Cala-te boca!
Marcelo e Zacarias eram amigos de infância. Foram criados no mesmo bairro, frequentaram as mesmas escolas e dividiram suas amizades com os mesmos colegas. Divergiam apenas num ponto: um torcia pelo Flamengo, outro pelo Vasco. As discussões em torno das performances de seus clubes não chegavam a afetar o apreço nutrido um pelo outro, nem mesmo quando o Vasco batia o rubro-negro da Gávea por escores dilatados, o que fazia do Marcelo um sofredor resignado.
Os garotos passaram a fase adolescente sem traumas de qualquer espécie. Os pais eram bem casados e mantiveram a união em clima de eterna felicidade. Essa a razão. Os meninos aproveitaram os bons momentos da vida jogando vídeo-game, despreocupados com a violência dos “inocentes” divertimentos; praticaram futebol e assistiram a filmes nos cinemas dos shoppings, onde se fartavam de hambúrguer servido pelo McDonald´s. Ali também experimentaram os efeitos dos dardos inflamados de Cupido, depois de atingir as meninas-moças, suas apaixonadas namoradinhas.
Verdade seja dita, os rapazes não negligenciaram os estudos. Cada qual seguiu o seu rumo, bem planejado. Marcelo formou-se em medicina, doutorado em cirurgia cardíaca; Zacarias preferiu seguir a atividade do pai, empresário, após herdar-lhe substanciosa fortuna.

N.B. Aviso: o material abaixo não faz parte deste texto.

// unwrap/expect are acceptable in tests for concise failure-on-error assertions
#![allow(clippy::unwrap_used, clippy::expect_used)]

use std::path::Path;
use std::sync::Mutex;

use async_trait::async_trait;
use serde_json::{Value, json};

use crate::error::{Error, Result};
use crate::session::Session;
use crate::transport::{ResponseEnvelope, Transport};
use crate::types::SearchCriteria;

/// Canned transport recording every call it receives
struct StubTransport {
    login_status: String,
    logout_fails: bool,
    search_data: Value,
    hash_data: Value,
    movie_hash_data: Value,
    languages_data: Value,
    movies_data: Value,
    calls: Mutex<Vec<String>>,
}

impl Default for StubTransport {
    fn default() -> Self {
        Self {
            login_status: "200 OK".to_string(),
            logout_fails: false,
            search_data: json!(false),
            hash_data: json!({}),
            movie_hash_data: json!({}),
            languages_data: json!([]),
            movies_data: json!([]),
            calls: Mutex::new(Vec::new()),
        }
    }
}

impl StubTransport {
    fn with_login_status(mut self, status: &str) -> Self {
        self.login_status = status.to_string();
        self
    }

    fn with_failing_logout(mut self) -> Self {
        self.logout_fails = true;
        self
    }

    fn with_search_data(mut self, data: Value) -> Self {
        self.search_data = data;
        self
    }

    fn with_hash_data(mut self, data: Value) -> Self {
        self.hash_data = data;
        self
    }

    fn with_movie_hash_data(mut self, data: Value) -> Self {
        self.movie_hash_data = data;
        self
    }

    fn with_languages_data(mut self, data: Value) -> Self {
        self.languages_data = data;
        self
    }

    fn with_movies_data(mut self, data: Value) -> Self {
        self.movies_data = data;
        self
    }

    fn record(&self, call: String) {
        self.calls.lock().unwrap().push(call);
    }

    fn calls(&self) -> Vec<String> {
        self.calls.lock().unwrap().clone()
    }
}

#[async_trait]
impl Transport for StubTransport {
    async fn log_in(
        &self,
        username: &str,
        password: &str,
        language: &str,
        user_agent: &str,
    ) -> Result<Option<ResponseEnvelope>> {
        self.record(format!("login:{username}:{password}:{language}:{user_agent}"));
        let payload = if self.login_status.starts_with('2') {
            json!({"token": "TOK123", "seconds": 0.104})
        } else {
            json!({})
        };
        Ok(Some(ResponseEnvelope::new(&self.login_status, payload)))
    }

    async fn log_out(&self, token: &str) -> Result<Option<ResponseEnvelope>> {
        self.record(format!("logout:{token}"));
        if self.logout_fails {
            return Err(Error::Io(std::io::Error::other("connection reset")));
        }
        Ok(Some(ResponseEnvelope::new("200 OK", json!({}))))
    }

    async fn search_subtitles(
        &self,
        token: &str,
        criteria: &[SearchCriteria],
    ) -> Result<Option<ResponseEnvelope>> {
        let c = &criteria[0];
        self.record(format!(
            "search:{token}:{}:{}:{}:{}:{}",
            c.languages(),
            c.movie_hash(),
            c.movie_byte_size(),
            c.imdb_id(),
            c.query()
        ));
        Ok(Some(ResponseEnvelope::new(
            "200 OK",
            json!({"data": self.search_data}),
        )))
    }

    async fn check_subtitle_hashes(
        &self,
        token: &str,
        hashes: &[String],
    ) -> Result<Option<ResponseEnvelope>> {
        self.record(format!("check_sub_hash:{token}:{}", hashes.join(",")));
        Ok(Some(ResponseEnvelope::new(
            "200 OK",
            json!({"data": self.hash_data}),
        )))
    }

    async fn check_movie_hashes(
        &self,
        token: &str,
        fingerprints: &[String],
    ) -> Result<Option<ResponseEnvelope>> {
        self.record(format!("check_movie_hash:{token}:{}", fingerprints.join(",")));
        Ok(Some(ResponseEnvelope::new(
            "200 OK",
            json!({"data": self.movie_hash_data}),
        )))
    }

    async fn get_sub_languages(&self, language: &str) -> Result<Option<ResponseEnvelope>> {
        self.record(format!("get_languages:{language}"));
        Ok(Some(ResponseEnvelope::new(
            "200 OK",
            json!({"data": self.languages_data}),
        )))
    }

    async fn search_movies_on_imdb(
        &self,
        token: &str,
        query: &str,
    ) -> Result<Option<ResponseEnvelope>> {
        self.record(format!("search_movies:{token}:{query}"));
        Ok(Some(ResponseEnvelope::new(
            "200 OK",
            json!({"data": self.movies_data}),
        )))
    }
}

fn zero_hasher(_: &Path) -> Result<u64> {
    Ok(0)
}

fn inception_hasher(_: &Path) -> Result<u64> {
    Ok(0x18379AC9AF039390)
}

fn subtitle_row(id: &str, year: &str) -> Value {
    json!({
        "IDSubtitle": id,
        "SubHash": "a9672c89bc3f5438f820f06bab708067",
        "SubFileName": "Inception.2010.720p.srt",
        "SubDownloadLink": format!("http://dl.example.org/file/{id}.gz"),
        "SubtitlesLink": format!("http://www.example.org/subtitles/{id}"),
        "SubLanguageID": "eng",
        "LanguageName": "English",
        "IDMovieImdb": "1375666",
        "IDMovie": "71484",
        "MovieName": "Inception",
        "MovieNameEng": "Inception",
        "MovieYear": year,
    })
}

#[tokio::test]
async fn login_stores_token_and_sends_anonymous_credentials() {
    let mut session = Session::new(StubTransport::default());
    assert!(!session.is_authenticated());

    session.log_in("en", "test-agent v1").await.unwrap();

    assert!(session.is_authenticated());
    let transport = session.transport();
    assert_eq!(transport.calls(), vec!["login:::en:test-agent v1"]);
    session.close().await;
}

#[tokio::test]
async fn rejected_login_surfaces_authentication_error() {
    let mut session = Session::new(
        StubTransport::default().with_login_status("401 Unauthorized"),
    );

    let result = session.log_in("en", "test-agent v1").await;
    match result {
        Err(Error::Authentication { status }) => assert_eq!(status, "401 Unauthorized"),
        other => panic!("expected Authentication error, got {other:?}"),
    }
    assert!(!session.is_authenticated());

    // Still unauthenticated: operations must refuse to run.
    let search = session.search_by_query(&["en"], "Inception").await;
    assert!(matches!(search, Err(Error::NotAuthenticated)));
}

#[tokio::test]
async fn operations_require_authentication() {
    let mut session = Session::new(StubTransport::default());

    assert!(matches!(
        session.search_by_query(&["en"], "Inception").await,
        Err(Error::NotAuthenticated)
    ));
    assert!(matches!(
        session.check_subtitle_hash("a9672c89bc3f5438").await,
        Err(Error::NotAuthenticated)
    ));
    assert!(matches!(
        session.list_languages(None).await,
        Err(Error::NotAuthenticated)
    ));
}

#[tokio::test]
async fn close_is_idempotent_and_logs_out_once() {
    let mut session = Session::new(StubTransport::default());
    session.log_in("en", "test-agent v1").await.unwrap();

    session.close().await;
    session.close().await;

    assert!(session.is_closed());
    assert!(!session.is_authenticated());
    let calls = session.transport().calls();
    assert_eq!(
        calls.iter().filter(|c| c.starts_with("logout:")).count(),
        1
    );
    assert!(calls.contains(&"logout:TOK123".to_string()));
}

#[tokio::test]
async fn close_swallows_logout_failure() {
    let mut session = Session::new(StubTransport::default().with_failing_logout());
    session.log_in("en", "test-agent v1").await.unwrap();

    // Must not fail even though the transport does.
    session.close().await;
    assert!(session.is_closed());
    assert!(!session.is_authenticated());
}

#[tokio::test]
async fn close_without_login_skips_logout() {
    let mut session = Session::new(StubTransport::default());
    session.close().await;

    assert!(session.is_closed());
    assert!(session.transport().calls().is_empty());
}

#[tokio::test]
async fn closed_session_rejects_everything() {
    let mut session = Session::new(StubTransport::default());
    session.log_in("en", "test-agent v1").await.unwrap();
    session.close().await;

    assert!(matches!(
        session.search_by_query(&["en"], "Inception").await,
        Err(Error::NotAuthenticated)
    ));
    assert!(matches!(
        session.log_in("en", "test-agent v1").await,
        Err(Error::SessionClosed)
    ));
}

#[tokio::test]
async fn empty_search_arguments_are_rejected() {
    let mut session = Session::new(StubTransport::default());
    session.log_in("en", "test-agent v1").await.unwrap();

    assert!(matches!(
        session.search_by_query(&["en"], "").await,
        Err(Error::Argument(_))
    ));
    assert!(matches!(
        session.search_by_imdb_id(&["en"], "").await,
        Err(Error::Argument(_))
    ));
    assert!(matches!(
        session.search_by_file(&["en"], "", &zero_hasher).await,
        Err(Error::Argument(_))
    ));
    session.close().await;
}

#[tokio::test]
async fn fingerprint_search_requires_an_existing_file() {
    let mut session = Session::new(StubTransport::default());
    session.log_in("en", "test-agent v1").await.unwrap();

    let result = session
        .search_by_file(&["en"], "/no/such/movie.mkv", &zero_hasher)
        .await;
    assert!(matches!(result, Err(Error::FileNotFound(_))));
    session.close().await;
}

#[tokio::test]
async fn fingerprint_search_sends_hex_hash_and_byte_size() {
    let dir = tempfile::tempdir().unwrap();
    let movie = dir.path().join("movie.mkv");
    std::fs::write(&movie, vec![0u8; 4096]).unwrap();

    let mut session = Session::new(StubTransport::default());
    session.log_in("en", "test-agent v1").await.unwrap();

    session
        .search_by_file(&["en", "tr"], &movie, &inception_hasher)
        .await
        .unwrap();

    let calls = session.transport().calls();
    assert!(
        calls.contains(&"search:TOK123:en,tr:18379ac9af039390:4096::".to_string()),
        "unexpected calls: {calls:?}"
    );
    session.close().await;
}

#[tokio::test]
async fn query_search_maps_results_in_received_order() {
    let data = json!([subtitle_row("101", "2010"), subtitle_row("102", "2010")]);
    let mut session = Session::new(StubTransport::default().with_search_data(data));
    session.log_in("en", "test-agent v1").await.unwrap();

    let results = session.search_by_query(&["en"], "Inception").await.unwrap();

    assert_eq!(results.len(), 2);
    assert_eq!(results[0].id, "101");
    assert_eq!(results[1].id, "102");
    assert_eq!(results[0].movie_year, 2010);
    session.close().await;
}

#[tokio::test]
async fn no_result_search_yields_empty_list() {
    let mut session = Session::new(StubTransport::default());
    session.log_in("en", "test-agent v1").await.unwrap();

    let results = session.search_by_imdb_id(&["en"], "1375666").await.unwrap();
    assert!(results.is_empty());
    session.close().await;
}

#[tokio::test]
async fn subtitle_hash_lookup_returns_zero_when_unmatched() {
    let mut session = Session::new(
        StubTransport::default().with_hash_data(json!({"a9672c89bc3f5438": "0"})),
    );
    session.log_in("en", "test-agent v1").await.unwrap();

    let id = session.check_subtitle_hash("a9672c89bc3f5438").await.unwrap();
    assert_eq!(id, 0);
    session.close().await;
}

#[tokio::test]
async fn subtitle_hash_lookup_returns_matched_identifier() {
    let mut session = Session::new(
        StubTransport::default().with_hash_data(json!({"a9672c89bc3f5438": "1951894322"})),
    );
    session.log_in("en", "test-agent v1").await.unwrap();

    let id = session.check_subtitle_hash("a9672c89bc3f5438").await.unwrap();
    assert_eq!(id, 1951894322);
    session.close().await;
}

#[tokio::test]
async fn movie_metadata_lookup_maps_fingerprint_entries() {
    let data = json!({
        "18379ac9af039390": {
            "MovieImdbID": "1375666",
            "MovieName": "Inception",
            "MovieYear": "2010",
        }
    });
    let mut session = Session::new(StubTransport::default().with_movie_hash_data(data));
    session.log_in("en", "test-agent v1").await.unwrap();

    let infos = session.movies_by_fingerprint("18379ac9af039390").await.unwrap();
    assert_eq!(infos.len(), 1);
    assert_eq!(infos[0].title, "Inception");
    assert_eq!(infos[0].year, 2010);
    session.close().await;
}

#[tokio::test]
async fn language_listing_defaults_to_fallback_locale() {
    let data = json!([
        {"SubLanguageID": "eng", "LanguageName": "English", "ISO639": "en"},
    ]);
    let mut session = Session::new(StubTransport::default().with_languages_data(data));
    session.log_in("en", "test-agent v1").await.unwrap();

    let languages = session.list_languages(None).await.unwrap();
    assert_eq!(languages.len(), 1);

    session.list_languages(Some("tr")).await.unwrap();

    let calls = session.transport().calls();
    assert!(calls.contains(&"get_languages:en".to_string()));
    assert!(calls.contains(&"get_languages:tr".to_string()));
    session.close().await;
}

#[tokio::test]
async fn movie_catalog_search_normalizes_no_match_sentinel() {
    let sentinel = json!([{"id": "", "title": "no results"}]);
    let mut session = Session::new(StubTransport::default().with_movies_data(sentinel));
    session.log_in("en", "test-agent v1").await.unwrap();

    let movies = session.search_movies("Inceptionnnn").await.unwrap();
    assert!(movies.is_empty());
    session.close().await;
}

#[tokio::test]
async fn end_to_end_search_and_retrieve() {
    use wiremock::matchers::{method, path};
    use wiremock::{Mock, MockServer, ResponseTemplate};

    const PLAINTEXT: &[u8] =
        b"1\n00:00:01,000 --> 00:00:04,000\nYou mustn't be afraid to dream a little bigger.\n";

    // Artifact server standing in for the download host.
    let server = MockServer::start().await;
    let gz = {
        use flate2::Compression;
        use flate2::write::GzEncoder;
        use std::io::Write;
        let mut encoder = GzEncoder::new(Vec::new(), Compression::default());
        encoder.write_all(PLAINTEXT).unwrap();
        encoder.finish().unwrap()
    };
    Mock::given(method("GET"))
        .and(path("/file/101.gz"))
        .respond_with(ResponseTemplate::new(200).set_body_bytes(gz))
        .mount(&server)
        .await;

    let mut first = subtitle_row("101", "2010");
    first["SubDownloadLink"] = json!(format!("{}/file/101.gz", server.uri()));
    let data = json!([first, subtitle_row("102", "2010")]);

    let mut session = Session::new(StubTransport::default().with_search_data(data));
    session.log_in("en", "test-agent v1").await.unwrap();
    assert!(session.is_authenticated());

    let results = session.search_by_query(&["en"], "Inception").await.unwrap();
    assert_eq!(results.len(), 2);
    assert_eq!(results[0].movie_year, 2010);
    assert_eq!(results[1].movie_year, 2010);

    let dest = tempfile::tempdir().unwrap();
    let scratch = tempfile::tempdir().unwrap();
    let downloader = crate::download::SubtitleDownloader::new()
        .unwrap()
        .with_temp_dir(scratch.path());
    let stored = downloader.retrieve(dest.path(), &results[0]).await.unwrap();

    assert_eq!(stored, dest.path().join("Inception.2010.720p.srt"));
    assert_eq!(std::fs::read(&stored).unwrap(), PLAINTEXT);
    assert_eq!(std::fs::read_dir(scratch.path()).unwrap().count(), 0);

    session.close().await;
    assert!(session.is_closed());
}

O médico Marcelo e o empresário Zacarias eram bem relacionados na sociedade local. Todos os eventos sociais contavam com suas presenças, quando solteiros. Depois de casados, faziam-se acompanhar das respectivas esposas. A mulher do Zacarias, deslumbrante loira de corpo escultural, sorriso de Mona Lisa – La Gioconda, destacava-se no ambiente festivo, despertando os instintos os mais variados: admiração, inveja, ciúme e, da parte dos homens, desejos inconfessáveis.
Todos lograram êxito em suas atividades empresariais. Marcelo comandava o próprio hospital, um excelente nosocômio com duzentos leitos oferecidos a pacientes que fugiam dos estabelecimentos públicos de saúde, por motivos óbvios. Os negócios de Zacarias iam muito bem, obrigado. Nada tinha a reclamar como fornecedor do governo, cliente abastado, de poucas exigências, exceto quanto ao recebimento de propinas, cobradas por funcionários desonestos.
Se Zacarias não se queixava quanto aos resultados de suas milionárias operações realizadas com o governo, muito lucrativas, por sinal, esforçava-se para suportar as atitudes de um sócio que contratara para o exercício de certa atividade. O homem que compartilhava com ele de lucrativo empreendimento era desorganizado, perdulário e de difícil convívio.
Certo início de noite, em conversa com Marcelo, assíduo frequentador de luxuosos e aconchegantes bares da cidade, Zacarias pensou em confidenciar algo ao amigo. Após a segunda dose do Royal Salute, fino scotch produzido para celebrar a coroação de sua Majestade, a Rainha Elizabeth II, disse:
- Marcelo, estou me separando...
- Ouça o que penso disso – interrompeu-lhe o atento interlocutor, como se adivinhasse o que o outro desejava dizer: Você faz muito bem! Aquela sua mulher é um piranha; não merece a mínima consideração. Sempre achei que ela não lhe merecia. Trata-se de uma prostituta, sem caráter... uma vadia de marca maior. Nas reuniões sociais que frequentamos, ela dá em cima de todo mundo. Até a mim, quis seduzir. O melhor a fazer é livrar-se daquela vagabunda!
-... Separando do meu sócio – complementou Zacarias, após ser interrompido ao iniciar a confissão que pretendeu fazer ao amigo.
As doses do Royal Salute não foram suficientes para Marcelo encontrar meios de se redimir do vexame. Olhava para Zacarias, sem saber onde fixar a visão. O amigo estava atordoado com a notícia, e naquele momento passava a mão direita na testa, como a procurar alguma saliência incômoda.